Loretta Lynch, then US attorney-general, was asked a similar question during the press conference where she announced the suit. She replied:

“With respect to forfeiture, when we have the evidence that we can, in fact, seek the restraint of assets (from moving) in order to avoid them being further dissipated, sold to someone else, or transferred to someone else that would make it harder for us to actually restrain those assets.

“As with all cases – even with civil forfeiture – we bring the action when the facts and the evidence come together, and when we feel that we have sufficient cause to get a judicial order to allow for seizure and restraining of assets, and that’s where we are here.”

Why is the US government suing assets instead of individuals?

To sue a piece of property instead of a person is known by the Latin term ‘in rem’. Historically, this is practiced to seize property when the property is known, but not the owner.

It may also be the case when the court in question has jurisdiction over the property (for example, because of where the property is located), but not the person owning it (for example, if the alleged crime was committed overseas, or the person is located overseas).

In any case, US civil forfeiture suits are typically in rem actions, in contrast to criminal forfeiture proceedings that are of the more conventional in personam actions.

As a side note, the use of in rem civil forfeiture suits can sometimes give rise to interesting names for the court cases. In one instance, the US government sought to seize a set of dinosaur bones that were allegedly stolen from the Mongolian government and smuggled into the US.

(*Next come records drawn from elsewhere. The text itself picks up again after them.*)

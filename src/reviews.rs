//! Per-product review accumulation.
//!
//! Each product card folds the pages of its review query into a
//! `ReviewAggregate`. Pages are tagged with the query generation that
//! produced them; a page is appended only when its generation is newer
//! than the last one applied for that product, so re-reading the same
//! cached result (re-render, re-mount against a warm cache) never counts
//! the same reviews twice. A refetch that comes back equal to the cached
//! page keeps the old generation and is skipped the same way.

use std::collections::HashMap;
use std::fmt;

use serde::Serialize;
use uuid::Uuid;

use crate::types::Review;

/// One resolved review fetch for a product
#[derive(Debug, Clone, PartialEq)]
pub struct ReviewPage {
    pub product_id: Uuid,
    pub generation: u64,
    pub reviews: Vec<Review>,
}

#[derive(Debug, Default, Clone)]
struct Entry {
    reviews: Vec<Review>,
    last_generation: u64,
}

/// Product id → reviews accumulated across fetches
#[derive(Debug, Default, Clone)]
pub struct ReviewAggregate {
    entries: HashMap<Uuid, Entry>,
}

impl ReviewAggregate {
    pub fn new() -> Self {
        Self::default()
    }

    /// Apply a page unless a page of the same or a later generation was already applied
    pub fn apply_page(&mut self, page: ReviewPage) -> bool {
        let entry = self.entries.entry(page.product_id).or_default();
        if page.generation <= entry.last_generation {
            tracing::trace!(
                product = %page.product_id,
                generation = page.generation,
                "skipping already applied review page"
            );
            return false;
        }

        entry.last_generation = page.generation;
        entry.reviews.extend(page.reviews);
        true
    }

    pub fn reviews(&self, product_id: &Uuid) -> &[Review] {
        self.entries
            .get(product_id)
            .map(|entry| entry.reviews.as_slice())
            .unwrap_or(&[])
    }

    pub fn summary(&self, product_id: &Uuid) -> Option<RatingSummary> {
        RatingSummary::from_reviews(self.reviews(product_id))
    }
}

/// Mean rating and count; only exists for a non-empty review list
#[derive(Debug, Clone, Copy, PartialEq, Serialize)]
pub struct RatingSummary {
    pub average: f64,
    pub count: usize,
}

impl RatingSummary {
    pub fn from_reviews(reviews: &[Review]) -> Option<Self> {
        if reviews.is_empty() {
            return None;
        }
        let total: f64 = reviews.iter().map(|review| review.rating).sum();
        Some(Self {
            average: total / reviews.len() as f64,
            count: reviews.len(),
        })
    }
}

impl fmt::Display for RatingSummary {
    // Rounded to one decimal for display, e.g. "4.3 (3)"
    fn fmt(&self, f: &mut fmt::Formatter<'_>) -> fmt::Result {
        write!(f, "{:.1} ({})", self.average, self.count)
    }
}
use std::any::Any;
use std::collections::HashMap;
use std::future::Future;
use std::sync::{Arc, Mutex, MutexGuard, PoisonError};
use std::time::Duration;

use crate::error::ClientError;
use crate::store::query::{QueryAtom, QueryKey};

/// Type-erased view of a cached query
trait CachedQuery: Send + Sync {
    fn as_any(&self) -> &dyn Any;
}

impl<T: Clone + PartialEq + Send + Sync + 'static> CachedQuery for QueryAtom<T> {
    fn as_any(&self) -> &dyn Any {
        self
    }
}

/// Process-wide query cache: equal keys resolve to the same `QueryAtom`
#[derive(Clone)]
pub struct QueryClient {
    inner: Arc<QueryClientInner>,
}

struct QueryClientInner {
    queries: Mutex<HashMap<QueryKey, Box<dyn CachedQuery>>>,
    stale_time: Duration,
}

impl QueryClient {
    pub fn new(stale_time: Duration) -> Self {
        Self {
            inner: Arc::new(QueryClientInner {
                queries: Mutex::new(HashMap::new()),
                stale_time,
            }),
        }
    }

    /// Get the cached query for `key`, creating it with `fetch` on first use
    pub fn query<T, F, Fut>(&self, key: QueryKey, fetch: F) -> QueryAtom<T>
    where
        T: Clone + PartialEq + Send + Sync + 'static,
        F: Fn() -> Fut + Send + Sync + 'static,
        Fut: Future<Output = Result<T, ClientError>> + Send + 'static,
    {
        let mut queries = self.queries();
        if let Some(existing) = queries
            .get(&key)
            .and_then(|cached| cached.as_any().downcast_ref::<QueryAtom<T>>())
        {
            return existing.clone();
        }

        if queries.contains_key(&key) {
            tracing::warn!(key = %key, "query key reused with a different data type, replacing");
        }

        let query = QueryAtom::new(key.clone(), self.inner.stale_time, fetch);
        queries.insert(key, Box::new(query.clone()));
        query
    }

    /// Forget a query; holders of the atom keep it, later lookups start cold
    pub fn remove(&self, key: &QueryKey) -> bool {
        self.queries().remove(key).is_some()
    }

    pub fn len(&self) -> usize {
        self.queries().len()
    }

    pub fn is_empty(&self) -> bool {
        self.len() == 0
    }

    fn queries(&self) -> MutexGuard<'_, HashMap<QueryKey, Box<dyn CachedQuery>>> {
        self.inner.queries.lock().unwrap_or_else(PoisonError::into_inner)
    }
}
use std::sync::atomic::{AtomicU64, Ordering};
use std::sync::{Arc, Mutex, MutexGuard, PoisonError, RwLock};

pub type Listener<T> = Arc<dyn Fn(&T) + Send + Sync>;

#[derive(Debug, Clone, Copy, PartialEq, Eq, Hash)]
pub struct SubscriptionId(u64);

/// Shared reactive cell; clones observe the same value
pub struct Atom<T> {
    inner: Arc<AtomInner<T>>,
}

struct AtomInner<T> {
    value: RwLock<T>,
    listeners: Mutex<Vec<(SubscriptionId, Listener<T>)>>,
    next_id: AtomicU64,
}

impl<T> Clone for Atom<T> {
    fn clone(&self) -> Self {
        Self {
            inner: Arc::clone(&self.inner),
        }
    }
}

impl<T: Default + Clone + Send + Sync + 'static> Default for Atom<T> {
    fn default() -> Self {
        Self::new(T::default())
    }
}

impl<T: Clone + Send + Sync + 'static> Atom<T> {
    pub fn new(value: T) -> Self {
        Self {
            inner: Arc::new(AtomInner {
                value: RwLock::new(value),
                listeners: Mutex::new(Vec::new()),
                next_id: AtomicU64::new(1),
            }),
        }
    }

    pub fn get(&self) -> T {
        self.inner
            .value
            .read()
            .unwrap_or_else(PoisonError::into_inner)
            .clone()
    }

    /// Borrow the current value without cloning it
    pub fn with<R>(&self, f: impl FnOnce(&T) -> R) -> R {
        let value = self.inner.value.read().unwrap_or_else(PoisonError::into_inner);
        f(&*value)
    }

    pub fn set(&self, value: T) {
        let snapshot = {
            let mut current = self.inner.value.write().unwrap_or_else(PoisonError::into_inner);
            *current = value;
            current.clone()
        };
        self.notify(&snapshot);
    }

    pub fn update(&self, f: impl FnOnce(&mut T)) {
        self.try_update(|value| {
            f(value);
            true
        });
    }

    /// Mutate in place; listeners only hear about it when `f` returns true
    pub fn try_update(&self, f: impl FnOnce(&mut T) -> bool) -> bool {
        let snapshot = {
            let mut current = self.inner.value.write().unwrap_or_else(PoisonError::into_inner);
            if !f(&mut *current) {
                return false;
            }
            current.clone()
        };
        self.notify(&snapshot);
        true
    }

    pub fn subscribe(&self, listener: impl Fn(&T) + Send + Sync + 'static) -> SubscriptionId {
        let id = SubscriptionId(self.inner.next_id.fetch_add(1, Ordering::Relaxed));
        self.listeners().push((id, Arc::new(listener)));
        id
    }

    pub fn unsubscribe(&self, id: SubscriptionId) -> bool {
        let mut listeners = self.listeners();
        let before = listeners.len();
        listeners.retain(|(existing, _)| *existing != id);
        listeners.len() != before
    }

    fn listeners(&self) -> MutexGuard<'_, Vec<(SubscriptionId, Listener<T>)>> {
        self.inner.listeners.lock().unwrap_or_else(PoisonError::into_inner)
    }

    fn notify(&self, value: &T) {
        // Listeners may touch this atom again, so call them outside the lock
        let listeners: Vec<Listener<T>> = self
            .listeners()
            .iter()
            .map(|(_, listener)| Arc::clone(listener))
            .collect();

        for listener in listeners {
            listener(value);
        }
    }
}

The 2012 case was styled in official filings as ‘United States of America v one Tyrannosaurus bataar skeleton’. The United States won the battle against the dinosaur skeleton.

Source : Malaysiakini by Koh Jun Lin
This is an excerpt from the Kiniguide “A spicy ‘Kari’ and a US$1 billion suit” compiled by Koh Jun Lin.



1 Comment »

  1. One will never know if Mahathir, Anwar or Abdullah were corrupted while in position, perhaps leakages did happen, but they were never too abusive to the nation, so lets just theme these as perfect crimes, for the time being. If the above past leakages are perfect crimes, the current 1MDB episode must truly be the mother of all bungles. It is impoverishing the nation, hurting people, revealed illicit trails, traceability, traversed international borders and provided fuel for external 3rd party accusations. The scale of this IMDB crime is STUPID, PURE GREED and ABUSIVE to even criminals (active or retired). The 1MDB heist is too amateurish and far beyond the capabilities of the current regime – they were caught out very easily – unlike those ex leaders! The current leaders lack education, religion and real and criminal intelligence even – these idiots should never win another election forever.